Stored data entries
◆ ◆ ◆

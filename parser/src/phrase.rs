use common::collapse_whitespace;
use lazy_static::lazy_static;
use regex::{Captures, Regex};

/// Builds the canonical detail text from a phrase match
type Canonicalizer = fn(&Captures) -> String;

/// Recognized bet phrase
pub struct PhraseRule {
    pub name: &'static str,
    pub pattern: Regex,
    canonicalize: Canonicalizer,
}

impl PhraseRule {
    fn new(name: &'static str, pattern: &str, canonicalize: Canonicalizer) -> Self {
        Self {
            name,
            pattern: Regex::new(pattern).expect("invalid phrase pattern"),
            canonicalize,
        }
    }
}

lazy_static! {
    /// Bet phrases in match order, applied to cleaned detail lines
    pub static ref PHRASE_RULES: Vec<PhraseRule> = vec![
        PhraseRule::new(
            "score_points",
            r"^TO SCORE (\d+) ?\+? ?POINTS\b",
            |c| format!("TO SCORE {}+ POINTS", &c[1]),
        ),
        PhraseRule::new(
            "record_stat",
            r"^TO RECORD (\d+) ?\+? ?(REBOUNDS|ASSISTS|STEALS|BLOCKS)\b",
            |c| format!("TO RECORD {}+ {}", &c[1], &c[2]),
        ),
        PhraseRule::new(
            "record_double",
            r"^TO RECORD A (DOUBLE|TRIPLE)[ -]?DOUBLE\b",
            |c| format!("TO RECORD A {} DOUBLE", &c[1]),
        ),
        PhraseRule::new(
            "made_threes",
            r"^(\d+) ?\+? ?MADE THREES\b",
            |c| format!("{}+ MADE THREES", &c[1]),
        ),
        PhraseRule::new(
            "stat_threshold",
            r"^(\d+) ?\+ ?(POINTS|REBOUNDS|ASSISTS|STEALS|BLOCKS|RECEPTIONS|STRIKEOUTS|HITS)\b",
            |c| format!("{}+ {}", &c[1], &c[2]),
        ),
        PhraseRule::new(
            "touchdown_scorer",
            r"^(ANY ?TIME|FIRST|LAST) TOUCHDOWN SCORER\b",
            |c| {
                let when = if c[1].starts_with("ANY") { "ANYTIME" } else { &c[1] };
                format!("{} TOUCHDOWN SCORER", when)
            },
        ),
        PhraseRule::new(
            "alt_yards",
            r"^ALT (PASSING|RUSHING|RECEIVING) (YDS|YARDS|TDS|TOUCHDOWNS)\b(.*)$",
            |c| trim_odds(&format!("ALT {} {}{}", &c[1], &c[2], &c[3])),
        ),
        PhraseRule::new(
            "first_basket",
            r"^FIRST BASKET\b",
            |_| String::from("FIRST BASKET"),
        ),
        PhraseRule::new(
            "home_run",
            r"^TO HIT A HOME RUN\b",
            |_| String::from("TO HIT A HOME RUN"),
        ),
    ];

    /// Icons and bullets OCR puts in front of a line
    static ref LEADING_ARTIFACTS: Regex = Regex::new(r"^(?:[^A-Z0-9]|[O0] )+").expect("invalid pattern");
    static ref TRAILING_ODDS: Regex = Regex::new(r" [+-]\d{3,}$").expect("invalid pattern");
    static ref STAT_WORDS: Regex = Regex::new(
        r"\b(POINTS|REBOUNDS|ASSISTS|THREES|ALT|YDS|YARDS|TOUCHDOWN|SCORER|BASKET|DOUBLE)\b"
    )
    .expect("invalid pattern");
}

/// Drop a trailing American odds token
fn trim_odds(s: &str) -> String {
    TRAILING_ODDS.replace(s.trim(), "").trim().to_string()
}

/// Upper-case, collapse whitespace and strip leading OCR artifacts
///
/// # Arguments
///
/// * `line` - detail line as read by OCR
pub fn clean_detail(line: &str) -> String {
    let line = collapse_whitespace(&line.to_uppercase());
    LEADING_ARTIFACTS.replace(&line, "").trim().to_string()
}

/// Match a line against the phrase table, returning the canonical detail
///
/// # Arguments
///
/// * `line` - candidate detail line
pub fn match_detail(line: &str) -> Option<String> {
    let cleaned = clean_detail(line);
    PHRASE_RULES.iter().find_map(|rule| {
        rule.pattern
            .captures(&cleaned)
            .map(|captures| (rule.canonicalize)(&captures))
    })
}

/// Name of the first phrase rule matching the line
///
/// # Arguments
///
/// * `line` - candidate detail line
pub fn matching_rule(line: &str) -> Option<&'static str> {
    let cleaned = clean_detail(line);
    PHRASE_RULES
        .iter()
        .find(|rule| rule.pattern.is_match(&cleaned))
        .map(|rule| rule.name)
}

/// Whether the line talks about a stat without matching any phrase
///
/// Such lines are likely details garbled by OCR.
///
/// # Arguments
///
/// * `line` - candidate detail line
pub fn mentions_stat(line: &str) -> bool {
    STAT_WORDS.is_match(&clean_detail(line))
}

/// Canonical detail of an inline "- ALT ..." leg
///
/// Falls back to the cleaned text when no phrase matches.
///
/// # Arguments
///
/// * `detail` - text after the "- " separator
pub fn canonical_inline_detail(detail: &str) -> String {
    match_detail(detail).unwrap_or_else(|| trim_odds(&clean_detail(detail)))
}

#[cfg(test)]
mod tests {
    use super::*;

    #[test]
    fn test_match_detail() {
        assert_eq!(
            match_detail("To Score 20+ Points"),
            Some(String::from("TO SCORE 20+ POINTS"))
        );
        assert_eq!(
            match_detail("TO SCORE 20 POINTS"),
            Some(String::from("TO SCORE 20+ POINTS"))
        );
        assert_eq!(
            match_detail("To Record 8+  Rebounds"),
            Some(String::from("TO RECORD 8+ REBOUNDS"))
        );
        assert_eq!(
            match_detail("3+ Made Threes"),
            Some(String::from("3+ MADE THREES"))
        );
        assert_eq!(
            match_detail("Any Time Touchdown Scorer"),
            Some(String::from("ANYTIME TOUCHDOWN SCORER"))
        );
        assert_eq!(
            match_detail("To Record A Double-Double"),
            Some(String::from("TO RECORD A DOUBLE DOUBLE"))
        );
        assert_eq!(
            match_detail("Alt Passing Yds 250+ -150"),
            Some(String::from("ALT PASSING YDS 250+"))
        );
        assert_eq!(match_detail("First Basket"), Some(String::from("FIRST BASKET")));
        assert_eq!(match_detail("LeBron James"), None);
        assert_eq!(match_detail("TOTAL WAGER"), None);
    }

    #[test]
    fn test_match_detail_artifacts() {
        assert_eq!(
            match_detail("© To Score 25+ Points"),
            Some(String::from("TO SCORE 25+ POINTS"))
        );
        assert_eq!(
            match_detail("O  4+ Made Threes"),
            Some(String::from("4+ MADE THREES"))
        );
        assert_eq!(
            match_detail("—- To Record 10+ Assists"),
            Some(String::from("TO RECORD 10+ ASSISTS"))
        );
    }

    #[test]
    fn test_rule_order() {
        // "MADE THREES" is tried before the generic stat threshold
        assert_eq!(matching_rule("3+ Made Threes"), Some("made_threes"));
        assert_eq!(matching_rule("25+ Points"), Some("stat_threshold"));
        assert_eq!(matching_rule("Jalen Brunson"), None);
    }

    #[test]
    fn test_mentions_stat() {
        assert!(mentions_stat("To Scre 20+ Points"));
        assert!(!mentions_stat("LeBron James"));
    }

    #[test]
    fn test_canonical_inline_detail() {
        assert_eq!(
            canonical_inline_detail("ALT RUSHING YDS 80+"),
            "ALT RUSHING YDS 80+"
        );
        assert_eq!(canonical_inline_detail("ALT SPREAD -4.5 +110"), "ALT SPREAD -4.5");
    }
}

◆ ◆ ◆

◆ Work instructions ◆
An exact copy of every record above is what's needed here.

◆ Result of the task ◆
filename parser/src/phrase.rs
use common::collapse_whitespace;
use lazy_static::lazy_static;
use regex::{Captures, Regex};

/// Builds the canonical detail text from a phrase match
type Canonicalizer = fn(&Captures) -> String;

/// Recognized bet phrase
pub struct PhraseRule {
    pub name: &'static str,
    pub pattern: Regex,
    canonicalize: Canonicalizer,
}

impl PhraseRule {
    fn new(name: &'static str, pattern: &str, canonicalize: Canonicalizer) -> Self {
        Self {
            name,
            pattern: Regex::new(pattern).expect("invalid phrase pattern"),
            canonicalize,
        }
    }
}

lazy_static! {
    /// Bet phrases in match order, applied to cleaned detail lines
    pub static ref PHRASE_RULES: Vec<PhraseRule> = vec![
        PhraseRule::new(
            "score_points",
            r"^TO SCORE (\d+) ?\+? ?POINTS\b",
            |c| format!("TO SCORE {}+ POINTS", &c[1]),
        ),
        PhraseRule::new(
            "record_stat",
            r"^TO RECORD (\d+) ?\+? ?(REBOUNDS|ASSISTS|STEALS|BLOCKS)\b",
            |c| format!("TO RECORD {}+ {}", &c[1], &c[2]),
        ),
        PhraseRule::new(
            "record_double",
            r"^TO RECORD A (DOUBLE|TRIPLE)[ -]?DOUBLE\b",
            |c| format!("TO RECORD A {} DOUBLE", &c[1]),
        ),
        PhraseRule::new(
            "made_threes",
            r"^(\d+) ?\+? ?MADE THREES\b",
            |c| format!("{}+ MADE THREES", &c[1]),
        ),
        PhraseRule::new(
            "stat_threshold",
            r"^(\d+) ?\+ ?(POINTS|REBOUNDS|ASSISTS|STEALS|BLOCKS|RECEPTIONS|STRIKEOUTS|HITS)\b",
            |c| format!("{}+ {}", &c[1], &c[2]),
        ),
        PhraseRule::new(
            "touchdown_scorer",
            r"^(ANY ?TIME|FIRST|LAST) TOUCHDOWN SCORER\b",
            |c| {
                let when = if c[1].starts_with("ANY") { "ANYTIME" } else { &c[1] };
                format!("{} TOUCHDOWN SCORER", when)
            },
        ),
        PhraseRule::new(
            "alt_yards",
            r"^ALT (PASSING|RUSHING|RECEIVING) (YDS|YARDS|TDS|TOUCHDOWNS)\b(.*)$",
            |c| trim_odds(&format!("ALT {} {}{}", &c[1], &c[2], &c[3])),
        ),
        PhraseRule::new(
            "first_basket",
            r"^FIRST BASKET\b",
            |_| String::from("FIRST BASKET"),
        ),
        PhraseRule::new(
            "home_run",
            r"^TO HIT A HOME RUN\b",
            |_| String::from("TO HIT A HOME RUN"),
        ),
    ];

    /// Icons and bullets OCR puts in front of a line
    static ref LEADING_ARTIFACTS: Regex = Regex::new(r"^(?:[^A-Z0-9]|[O0] )+").expect("invalid pattern");
    static ref TRAILING_ODDS: Regex = Regex::new(r" [+-]\d{3,}$").expect("invalid pattern");
    static ref STAT_WORDS: Regex = Regex::new(
        r"\b(POINTS|REBOUNDS|ASSISTS|THREES|ALT|YDS|YARDS|TOUCHDOWN|SCORER|BASKET|DOUBLE)\b"
    )
    .expect("invalid pattern");
}

/// Drop a trailing American odds token
fn trim_odds(s: &str) -> String {
    TRAILING_ODDS.replace(s.trim(), "").trim().to_string()
}

/// Upper-case, collapse whitespace and strip leading OCR artifacts
///
/// # Arguments
///
/// * `line` - detail line as read by OCR
pub fn clean_detail(line: &str) -> String {
    let line = collapse_whitespace(&line.to_uppercase());
    LEADING_ARTIFACTS.replace(&line, "").trim().to_string()
}

/// Match a line against the phrase table, returning the canonical detail
///
/// # Arguments
///
/// * `line` - candidate detail line
pub fn match_detail(line: &str) -> Option<String> {
    let cleaned = clean_detail(line);
    PHRASE_RULES.iter().find_map(|rule| {
        rule.pattern
            .captures(&cleaned)
            .map(|captures| (rule.canonicalize)(&captures))
    })
}

/// Name of the first phrase rule matching the line
///
/// # Arguments
///
/// * `line` - candidate detail line
pub fn matching_rule(line: &str) -> Option<&'static str> {
    let cleaned = clean_detail(line);
    PHRASE_RULES
        .iter()
        .find(|rule| rule.pattern.is_match(&cleaned))
        .map(|rule| rule.name)
}

/// Whether the line talks about a stat without matching any phrase
///
/// Such lines are likely details garbled by OCR.
///
/// # Arguments
///
/// * `line` - candidate detail line
pub fn mentions_stat(line: &str) -> bool {
    STAT_WORDS.is_match(&clean_detail(line))
}

/// Canonical detail of an inline "- ALT ..." leg
///
/// Falls back to the cleaned text when no phrase matches.
///
/// # Arguments
///
/// * `detail` - text after the "- " separator
pub fn canonical_inline_detail(detail: &str) -> String {
    match_detail(detail).unwrap_or_else(|| trim_odds(&clean_detail(detail)))
}

#[cfg(test)]
mod tests {
    use super::*;

    #[test]
    fn test_match_detail() {
        assert_eq!(
            match_detail("To Score 20+ Points"),
            Some(String::from("TO SCORE 20+ POINTS"))
        );
        assert_eq!(
            match_detail("TO SCORE 20 POINTS"),
            Some(String::from("TO SCORE 20+ POINTS"))
        );
        assert_eq!(
            match_detail("To Record 8+  Rebounds"),
            Some(String::from("TO RECORD 8+ REBOUNDS"))
        );
        assert_eq!(
            match_detail("3+ Made Threes"),
            Some(String::from("3+ MADE THREES"))
        );
        assert_eq!(
            match_detail("Any Time Touchdown Scorer"),
            Some(String::from("ANYTIME TOUCHDOWN SCORER"))
        );
        assert_eq!(
            match_detail("To Record A Double-Double"),
            Some(String::from("TO RECORD A DOUBLE DOUBLE"))
        );
        assert_eq!(
            match_detail("Alt Passing Yds 250+ -150"),
            Some(String::from("ALT PASSING YDS 250+"))
        );
        assert_eq!(match_detail("First Basket"), Some(String::from("FIRST BASKET")));
        assert_eq!(match_detail("LeBron James"), None);
        assert_eq!(match_detail("TOTAL WAGER"), None);
    }

    #[test]
    fn test_match_detail_artifacts() {
        assert_eq!(
            match_detail("© To Score 25+ Points"),
            Some(String::from("TO SCORE 25+ POINTS"))
        );
        assert_eq!(
            match_detail("O  4+ Made Threes"),
            Some(String::from("4+ MADE THREES"))
        );
        assert_eq!(
            match_detail("—- To Record 10+ Assists"),
            Some(String::from("TO RECORD 10+ ASSISTS"))
        );
    }

    #[test]
    fn test_rule_order() {
        // "MADE THREES" is tried before the generic stat threshold
        assert_eq!(matching_rule("3+ Made Threes"), Some("made_threes"));
        assert_eq!(matching_rule("25+ Points"), Some("stat_threshold"));
        assert_eq!(matching_rule("Jalen Brunson"), None);
    }

    #[test]
    fn test_mentions_stat() {
        assert!(mentions_stat("To Scre 20+ Points"));
        assert!(!mentions_stat("LeBron James"));
    }

    #[test]
    fn test_canonical_inline_detail() {
        assert_eq!(
            canonical_inline_detail("ALT RUSHING YDS 80+"),
            "ALT RUSHING YDS 80+"
        );
        assert_eq!(canonical_inline_detail("ALT SPREAD -4.5 +110"), "ALT SPREAD -4.5");
    }
}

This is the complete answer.